**Task to complete:** Filter this data down to the lines that hold "filename", and copy them.

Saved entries

##############################

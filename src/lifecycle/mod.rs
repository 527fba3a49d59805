//! Lifecycle management subsystem.
//!
//! # Data Flow
//! ```text
//! Startup (startup.rs):
//!     Seed registry → Bind listener → Spawn accept loop (+ relay)
//!
//! Shutdown (shutdown.rs):
//!     stop() → raise stop flag + broadcast → acceptor exits,
//!     workers close their sockets → wait for tracker to drain
//!
//! Signals (signals.rs):
//!     SIGTERM/SIGINT → stop()
//! ```
//!
//! # Design Decisions
//! - Ordered shutdown: stop accept, stop workers, drain
//! - Shutdown has a deadline: stop() reports whether the drain finished

pub mod shutdown;
pub mod signals;
pub mod startup;

pub use shutdown::{stop, Shutdown};
pub use startup::{start, RunningServer};
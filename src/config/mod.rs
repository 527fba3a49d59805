//! Configuration management subsystem.
//!
//! # Data Flow
//! ```text
//! config file (TOML)
//!     → loader.rs (parse & deserialize)
//!     → validation.rs (semantic checks)
//!     → ServerConfig (validated, immutable)
//!     → protocol limits handed to every stream connection
//! ```
//!
//! # Design Decisions
//! - Config is immutable once loaded
//! - All fields have defaults to allow minimal configs
//! - Validation separates syntactic (serde) from semantic checks

pub mod loader;
pub mod schema;
pub mod validation;

pub use schema::ListenerConfig;
pub use schema::ObservabilityConfig;
pub use schema::PreloadConfig;
pub use schema::ProtocolConfig;
pub use schema::RelayRoute;
pub use schema::ServerConfig;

##############################

**Reply to the exercise:**
filename src/lifecycle/mod.rs
filename src/config/mod.rs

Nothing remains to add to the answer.